A democratic family community, however, does not necessarily mean that the family votes on everything, or that the majority rules. On the contrary, it is a family in which parents teach and use principles of civility as a foundation for personal growth and interaction among its members. It is also a family in which individual differences are respected and children feel they have permanent value. Our nation's democratic principles of freedom, justice, and equality, balanced with the welfare needs of others, can be judiciously woven into the traditional and cultural family values which adults have historically passed along to their children.
A move toward a democratic family community is not always an easy thing to undertake. Most of us probably grew up in autocratic homes, being raised by well-meaning parents doing what they believed to be their best under their varying respective circumstances. For many of us who are parents today, this was our only model of how to raise children. When we became parents ourselves, and autocratic or "boss" approach is how we honestly believed children should be raised. We occasionally are heard rationalizing to our own children, "If it was good enough for me, it is certainly good enough for you." It is very hard to get beyond this kind of thinking, even though many of us say we want something better for our own children.

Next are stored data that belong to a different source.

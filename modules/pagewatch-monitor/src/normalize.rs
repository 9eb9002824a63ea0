//! Raw API records into flat table rows.

use graph_client::RawComment;
use pagewatch_common::{CommentRow, NO_TEXT_PLACEHOLDER, UNKNOWN_AUTHOR};

/// Map raw comments into rows, preserving input order. Records whose id
/// trims to empty are dropped; missing text and author get placeholders.
pub fn normalize_comments(raw: Vec<RawComment>) -> Vec<CommentRow> {
    raw.into_iter().filter_map(normalize_comment).collect()
}

fn normalize_comment(comment: RawComment) -> Option<CommentRow> {
    let id = comment.id.trim();
    if id.is_empty() {
        return None;
    }
    Some(CommentRow {
        id: id.to_string(),
        name: comment
            .from
            .and_then(|author| author.name)
            .unwrap_or_else(|| UNKNOWN_AUTHOR.to_string()),
        time: comment.created_time.unwrap_or_default(),
        message: comment
            .message
            .unwrap_or_else(|| NO_TEXT_PLACEHOLDER.to_string()),
    })
}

In order to share their authority, parents must learn to move away from the appearance of either a self-imposed "hard-line" method or the opposite permissive approach, to a democratic and education mindset emphasizing the skills and abilities of teaching and mentoring. This does not imply, however, that parents cannot be firm and hold to well-thought-out and reasonably imposed expectations for children's conduct. The real issue here is a "judicious parenting attitude," and how a judicious and democratic style influences children to perceive that they have a valued place in the family community. Children are far more likely to develop a conscientious attitude and become personally accountable to others when they are provided an opportunity to share authority as they actively participate in a democratic living environment.
By teaching children about our nation's civil morality, and by providing them with an opportunity to experience individual liberties and learn from their responsibilities, we are authorizing children to think and act responsibly for themselves. Parents have always believed that teaching citizenship is an important aspect of raising their children. Judicious Parenting, however, takes that belief one step further -- for parents to create an environment which acknowledges and accepts their children as "family citizens." This democratic environment for family living is designed to serve as a model for the same system of rules and responsibilities under which children will live when they leave home.